* [DIRECTIONS FOR THIS TASK]: Set down exactly the entries below, beginning at their first line and ending at the line with "offset. On its".

── INPUT MATERIAL ──

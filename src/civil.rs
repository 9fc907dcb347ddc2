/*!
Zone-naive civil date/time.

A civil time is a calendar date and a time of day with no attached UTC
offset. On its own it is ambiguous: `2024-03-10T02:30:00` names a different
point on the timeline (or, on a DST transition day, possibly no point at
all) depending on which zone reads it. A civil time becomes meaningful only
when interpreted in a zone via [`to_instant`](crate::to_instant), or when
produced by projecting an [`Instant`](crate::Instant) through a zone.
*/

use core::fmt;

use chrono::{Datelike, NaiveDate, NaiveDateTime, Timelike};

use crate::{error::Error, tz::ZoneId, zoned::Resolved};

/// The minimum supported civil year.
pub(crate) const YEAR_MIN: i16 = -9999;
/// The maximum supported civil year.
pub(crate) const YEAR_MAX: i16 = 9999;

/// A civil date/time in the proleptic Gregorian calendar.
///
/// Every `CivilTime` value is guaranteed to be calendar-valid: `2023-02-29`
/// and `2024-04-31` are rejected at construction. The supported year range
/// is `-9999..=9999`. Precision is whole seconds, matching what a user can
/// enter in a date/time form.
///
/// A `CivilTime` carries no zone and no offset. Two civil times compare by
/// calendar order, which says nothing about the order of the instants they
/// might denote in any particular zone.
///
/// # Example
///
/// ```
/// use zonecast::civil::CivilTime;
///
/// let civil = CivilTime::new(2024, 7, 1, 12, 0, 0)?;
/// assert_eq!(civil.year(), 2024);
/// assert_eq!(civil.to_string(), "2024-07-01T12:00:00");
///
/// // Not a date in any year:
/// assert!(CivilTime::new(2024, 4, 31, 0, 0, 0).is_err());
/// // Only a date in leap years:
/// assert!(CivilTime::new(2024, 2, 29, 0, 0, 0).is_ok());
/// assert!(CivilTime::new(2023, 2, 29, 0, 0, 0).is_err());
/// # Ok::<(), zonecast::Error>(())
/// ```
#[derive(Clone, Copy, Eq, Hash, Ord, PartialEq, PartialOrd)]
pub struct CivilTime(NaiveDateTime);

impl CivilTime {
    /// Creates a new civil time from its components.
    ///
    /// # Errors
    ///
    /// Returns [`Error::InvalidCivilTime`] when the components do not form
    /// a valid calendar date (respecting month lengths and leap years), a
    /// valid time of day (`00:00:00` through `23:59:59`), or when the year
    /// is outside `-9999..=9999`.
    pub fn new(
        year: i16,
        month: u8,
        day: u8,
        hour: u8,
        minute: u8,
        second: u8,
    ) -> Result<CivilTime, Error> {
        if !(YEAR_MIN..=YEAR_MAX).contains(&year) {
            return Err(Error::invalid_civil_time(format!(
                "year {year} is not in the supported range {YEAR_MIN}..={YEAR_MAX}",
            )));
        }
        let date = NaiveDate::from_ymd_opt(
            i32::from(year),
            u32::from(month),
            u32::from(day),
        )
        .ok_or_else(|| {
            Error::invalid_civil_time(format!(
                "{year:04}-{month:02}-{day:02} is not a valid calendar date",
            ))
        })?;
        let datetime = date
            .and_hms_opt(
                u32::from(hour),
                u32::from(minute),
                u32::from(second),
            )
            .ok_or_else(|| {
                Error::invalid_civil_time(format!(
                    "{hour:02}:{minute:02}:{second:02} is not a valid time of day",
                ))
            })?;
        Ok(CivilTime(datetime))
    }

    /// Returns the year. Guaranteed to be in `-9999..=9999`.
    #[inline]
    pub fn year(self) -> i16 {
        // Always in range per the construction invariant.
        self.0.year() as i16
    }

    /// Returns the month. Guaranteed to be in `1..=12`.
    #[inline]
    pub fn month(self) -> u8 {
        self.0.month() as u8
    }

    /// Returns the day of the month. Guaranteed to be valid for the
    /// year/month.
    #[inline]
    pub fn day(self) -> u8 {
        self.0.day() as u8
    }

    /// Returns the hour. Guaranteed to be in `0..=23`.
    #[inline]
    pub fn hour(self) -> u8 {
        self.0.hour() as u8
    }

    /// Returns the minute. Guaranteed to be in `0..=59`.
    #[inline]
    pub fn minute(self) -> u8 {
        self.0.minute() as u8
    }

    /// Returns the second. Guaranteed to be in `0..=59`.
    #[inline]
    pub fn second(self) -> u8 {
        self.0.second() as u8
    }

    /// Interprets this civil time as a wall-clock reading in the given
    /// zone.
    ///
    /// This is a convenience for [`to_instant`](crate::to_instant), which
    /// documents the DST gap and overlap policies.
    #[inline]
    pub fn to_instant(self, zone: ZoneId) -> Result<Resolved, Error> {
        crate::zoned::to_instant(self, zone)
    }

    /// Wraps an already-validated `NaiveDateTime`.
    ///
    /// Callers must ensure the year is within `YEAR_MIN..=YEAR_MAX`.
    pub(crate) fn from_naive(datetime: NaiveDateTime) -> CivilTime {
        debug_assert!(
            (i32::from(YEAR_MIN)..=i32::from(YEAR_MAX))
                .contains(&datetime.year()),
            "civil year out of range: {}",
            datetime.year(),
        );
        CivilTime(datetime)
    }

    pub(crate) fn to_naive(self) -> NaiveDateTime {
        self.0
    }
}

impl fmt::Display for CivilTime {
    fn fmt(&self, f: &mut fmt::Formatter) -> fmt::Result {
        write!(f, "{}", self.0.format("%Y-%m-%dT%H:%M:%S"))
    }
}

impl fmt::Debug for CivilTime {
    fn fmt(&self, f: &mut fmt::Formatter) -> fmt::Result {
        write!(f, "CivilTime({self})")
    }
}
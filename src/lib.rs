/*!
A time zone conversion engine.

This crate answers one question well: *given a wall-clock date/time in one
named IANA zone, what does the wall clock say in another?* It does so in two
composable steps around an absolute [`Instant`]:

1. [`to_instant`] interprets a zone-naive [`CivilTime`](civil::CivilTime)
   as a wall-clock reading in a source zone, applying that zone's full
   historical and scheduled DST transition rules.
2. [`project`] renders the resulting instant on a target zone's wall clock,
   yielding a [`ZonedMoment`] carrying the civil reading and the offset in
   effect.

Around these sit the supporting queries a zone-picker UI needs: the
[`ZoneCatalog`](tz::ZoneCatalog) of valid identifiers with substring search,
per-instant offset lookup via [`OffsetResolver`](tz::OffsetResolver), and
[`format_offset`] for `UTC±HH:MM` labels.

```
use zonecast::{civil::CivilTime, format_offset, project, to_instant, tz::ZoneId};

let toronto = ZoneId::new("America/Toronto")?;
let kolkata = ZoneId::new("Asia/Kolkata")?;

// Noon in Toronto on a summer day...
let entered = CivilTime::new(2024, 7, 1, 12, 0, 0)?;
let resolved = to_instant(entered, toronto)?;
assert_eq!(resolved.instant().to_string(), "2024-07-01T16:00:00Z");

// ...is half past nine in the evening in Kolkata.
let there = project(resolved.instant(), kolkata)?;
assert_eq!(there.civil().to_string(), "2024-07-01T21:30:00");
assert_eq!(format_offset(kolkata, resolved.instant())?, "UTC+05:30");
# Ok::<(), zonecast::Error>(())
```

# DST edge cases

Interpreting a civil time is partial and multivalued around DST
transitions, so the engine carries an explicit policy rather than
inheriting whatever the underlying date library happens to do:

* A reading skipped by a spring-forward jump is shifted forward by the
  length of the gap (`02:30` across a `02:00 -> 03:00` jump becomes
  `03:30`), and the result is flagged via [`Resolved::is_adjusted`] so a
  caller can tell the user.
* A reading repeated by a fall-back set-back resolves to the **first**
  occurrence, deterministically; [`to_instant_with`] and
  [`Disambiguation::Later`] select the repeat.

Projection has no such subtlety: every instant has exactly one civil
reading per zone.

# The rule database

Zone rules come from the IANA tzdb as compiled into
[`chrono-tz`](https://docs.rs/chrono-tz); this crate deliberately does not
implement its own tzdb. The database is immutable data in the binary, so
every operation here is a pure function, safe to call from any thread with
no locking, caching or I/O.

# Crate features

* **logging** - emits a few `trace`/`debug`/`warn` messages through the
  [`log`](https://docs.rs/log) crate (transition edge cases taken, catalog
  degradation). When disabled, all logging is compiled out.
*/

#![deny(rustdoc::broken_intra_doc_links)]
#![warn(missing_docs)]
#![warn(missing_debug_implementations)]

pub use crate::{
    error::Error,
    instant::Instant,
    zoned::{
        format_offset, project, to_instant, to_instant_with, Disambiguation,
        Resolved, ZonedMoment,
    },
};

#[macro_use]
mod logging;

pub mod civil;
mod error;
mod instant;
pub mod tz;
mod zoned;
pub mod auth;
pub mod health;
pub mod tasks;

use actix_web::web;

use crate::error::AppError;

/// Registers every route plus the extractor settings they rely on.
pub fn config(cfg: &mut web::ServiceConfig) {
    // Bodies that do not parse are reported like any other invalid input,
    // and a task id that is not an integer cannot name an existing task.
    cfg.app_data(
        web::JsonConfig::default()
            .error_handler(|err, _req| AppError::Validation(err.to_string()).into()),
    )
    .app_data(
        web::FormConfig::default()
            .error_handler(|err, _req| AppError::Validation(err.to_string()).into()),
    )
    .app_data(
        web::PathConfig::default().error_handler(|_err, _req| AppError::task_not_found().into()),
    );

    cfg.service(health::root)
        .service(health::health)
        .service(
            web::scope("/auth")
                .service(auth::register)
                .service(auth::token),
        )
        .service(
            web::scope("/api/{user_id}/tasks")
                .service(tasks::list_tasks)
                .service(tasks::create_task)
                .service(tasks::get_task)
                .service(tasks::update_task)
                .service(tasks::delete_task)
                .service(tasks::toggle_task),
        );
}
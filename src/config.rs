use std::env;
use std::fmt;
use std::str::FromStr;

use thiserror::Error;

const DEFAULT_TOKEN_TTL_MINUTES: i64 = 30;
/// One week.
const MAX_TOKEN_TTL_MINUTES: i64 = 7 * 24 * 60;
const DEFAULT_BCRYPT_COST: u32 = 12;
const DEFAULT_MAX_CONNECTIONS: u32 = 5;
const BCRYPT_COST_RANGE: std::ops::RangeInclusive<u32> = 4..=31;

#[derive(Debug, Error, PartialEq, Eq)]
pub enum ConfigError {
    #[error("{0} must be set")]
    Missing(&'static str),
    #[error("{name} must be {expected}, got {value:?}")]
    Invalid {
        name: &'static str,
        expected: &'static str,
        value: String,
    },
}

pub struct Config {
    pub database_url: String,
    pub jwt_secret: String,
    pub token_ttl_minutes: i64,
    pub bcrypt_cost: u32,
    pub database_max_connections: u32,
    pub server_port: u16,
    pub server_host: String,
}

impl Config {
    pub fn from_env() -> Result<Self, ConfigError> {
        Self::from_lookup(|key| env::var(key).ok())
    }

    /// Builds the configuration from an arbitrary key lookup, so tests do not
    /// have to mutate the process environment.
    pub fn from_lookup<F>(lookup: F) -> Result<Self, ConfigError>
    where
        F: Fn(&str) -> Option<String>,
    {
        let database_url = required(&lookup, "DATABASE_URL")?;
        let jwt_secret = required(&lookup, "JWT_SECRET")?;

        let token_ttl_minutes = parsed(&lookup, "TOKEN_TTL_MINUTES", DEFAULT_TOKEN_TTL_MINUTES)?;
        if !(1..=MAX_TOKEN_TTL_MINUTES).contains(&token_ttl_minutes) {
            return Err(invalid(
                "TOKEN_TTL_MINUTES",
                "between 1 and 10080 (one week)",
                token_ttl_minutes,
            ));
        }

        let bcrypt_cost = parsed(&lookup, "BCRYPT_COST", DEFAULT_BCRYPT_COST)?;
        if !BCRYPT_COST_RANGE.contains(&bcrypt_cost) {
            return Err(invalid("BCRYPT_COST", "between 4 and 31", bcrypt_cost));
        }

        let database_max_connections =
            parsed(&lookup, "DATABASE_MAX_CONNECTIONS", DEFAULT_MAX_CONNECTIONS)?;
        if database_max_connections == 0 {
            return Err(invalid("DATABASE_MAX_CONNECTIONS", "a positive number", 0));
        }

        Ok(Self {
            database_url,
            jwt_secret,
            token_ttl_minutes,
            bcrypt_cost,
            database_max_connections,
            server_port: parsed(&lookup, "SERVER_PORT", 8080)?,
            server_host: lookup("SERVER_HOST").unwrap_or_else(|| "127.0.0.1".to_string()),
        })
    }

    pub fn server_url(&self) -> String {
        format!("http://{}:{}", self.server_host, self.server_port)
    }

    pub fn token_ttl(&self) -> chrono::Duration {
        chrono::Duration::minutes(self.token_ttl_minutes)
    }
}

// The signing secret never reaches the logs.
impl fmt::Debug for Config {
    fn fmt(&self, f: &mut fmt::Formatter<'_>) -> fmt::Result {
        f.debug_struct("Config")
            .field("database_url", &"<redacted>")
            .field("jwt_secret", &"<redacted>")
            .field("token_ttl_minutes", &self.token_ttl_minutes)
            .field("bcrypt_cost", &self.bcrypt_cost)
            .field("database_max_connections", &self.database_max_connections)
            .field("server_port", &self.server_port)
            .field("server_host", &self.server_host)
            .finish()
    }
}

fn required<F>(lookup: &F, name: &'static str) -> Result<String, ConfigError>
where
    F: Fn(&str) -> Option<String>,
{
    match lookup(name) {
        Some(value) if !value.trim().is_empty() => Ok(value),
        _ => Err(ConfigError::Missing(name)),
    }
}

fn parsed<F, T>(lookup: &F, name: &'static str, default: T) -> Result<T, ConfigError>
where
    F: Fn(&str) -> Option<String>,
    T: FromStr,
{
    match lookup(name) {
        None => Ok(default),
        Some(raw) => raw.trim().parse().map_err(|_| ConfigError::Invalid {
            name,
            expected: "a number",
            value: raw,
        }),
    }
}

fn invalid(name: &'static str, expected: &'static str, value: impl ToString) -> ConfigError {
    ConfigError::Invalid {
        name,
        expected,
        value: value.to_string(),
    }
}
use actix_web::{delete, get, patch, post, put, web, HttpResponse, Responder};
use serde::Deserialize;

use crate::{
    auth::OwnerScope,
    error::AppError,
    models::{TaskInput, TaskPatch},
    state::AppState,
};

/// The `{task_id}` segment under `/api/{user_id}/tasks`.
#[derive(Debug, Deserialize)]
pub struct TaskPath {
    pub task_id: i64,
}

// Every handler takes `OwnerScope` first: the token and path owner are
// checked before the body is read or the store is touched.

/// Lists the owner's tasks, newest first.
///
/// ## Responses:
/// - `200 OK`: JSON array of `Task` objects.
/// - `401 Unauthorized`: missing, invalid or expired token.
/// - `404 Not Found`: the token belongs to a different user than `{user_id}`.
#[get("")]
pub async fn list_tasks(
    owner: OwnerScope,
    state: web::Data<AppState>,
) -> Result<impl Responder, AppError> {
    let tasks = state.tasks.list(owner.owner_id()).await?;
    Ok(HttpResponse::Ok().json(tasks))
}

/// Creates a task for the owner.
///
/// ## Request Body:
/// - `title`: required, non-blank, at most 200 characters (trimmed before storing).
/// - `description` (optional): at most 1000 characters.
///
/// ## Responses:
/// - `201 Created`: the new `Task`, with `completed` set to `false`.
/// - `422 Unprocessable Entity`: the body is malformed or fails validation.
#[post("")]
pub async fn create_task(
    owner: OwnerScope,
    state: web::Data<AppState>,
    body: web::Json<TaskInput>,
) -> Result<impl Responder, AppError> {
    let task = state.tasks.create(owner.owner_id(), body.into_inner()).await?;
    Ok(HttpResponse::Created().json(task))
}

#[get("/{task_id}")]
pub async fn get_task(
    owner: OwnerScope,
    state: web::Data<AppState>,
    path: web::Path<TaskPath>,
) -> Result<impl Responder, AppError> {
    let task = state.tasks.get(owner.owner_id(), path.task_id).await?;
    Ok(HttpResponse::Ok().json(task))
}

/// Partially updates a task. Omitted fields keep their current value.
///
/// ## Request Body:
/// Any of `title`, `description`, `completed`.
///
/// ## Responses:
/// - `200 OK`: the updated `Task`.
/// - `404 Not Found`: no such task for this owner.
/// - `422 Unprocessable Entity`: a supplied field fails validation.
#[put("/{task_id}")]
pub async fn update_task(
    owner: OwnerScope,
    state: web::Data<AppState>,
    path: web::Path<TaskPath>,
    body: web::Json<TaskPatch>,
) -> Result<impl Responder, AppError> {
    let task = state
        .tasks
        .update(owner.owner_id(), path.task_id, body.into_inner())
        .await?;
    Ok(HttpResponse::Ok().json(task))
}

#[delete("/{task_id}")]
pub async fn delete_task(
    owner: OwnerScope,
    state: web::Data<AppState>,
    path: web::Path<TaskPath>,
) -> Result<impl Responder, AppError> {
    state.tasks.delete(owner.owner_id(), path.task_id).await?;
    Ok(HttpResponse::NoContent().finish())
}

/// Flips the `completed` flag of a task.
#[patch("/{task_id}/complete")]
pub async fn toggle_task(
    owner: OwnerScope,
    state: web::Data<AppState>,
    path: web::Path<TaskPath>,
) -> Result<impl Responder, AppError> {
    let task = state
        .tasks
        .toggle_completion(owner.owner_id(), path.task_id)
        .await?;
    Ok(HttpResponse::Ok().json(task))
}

───

* [YOUR SOLUTION]:
filename src/civil.rs
repository 9fc907dcb347ddc2
/*!
Zone-naive civil date/time.

A civil time is a calendar date and a time of day with no attached UTC
offset. On its own it is ambiguous: `2024-03-10T02:30:00` names a different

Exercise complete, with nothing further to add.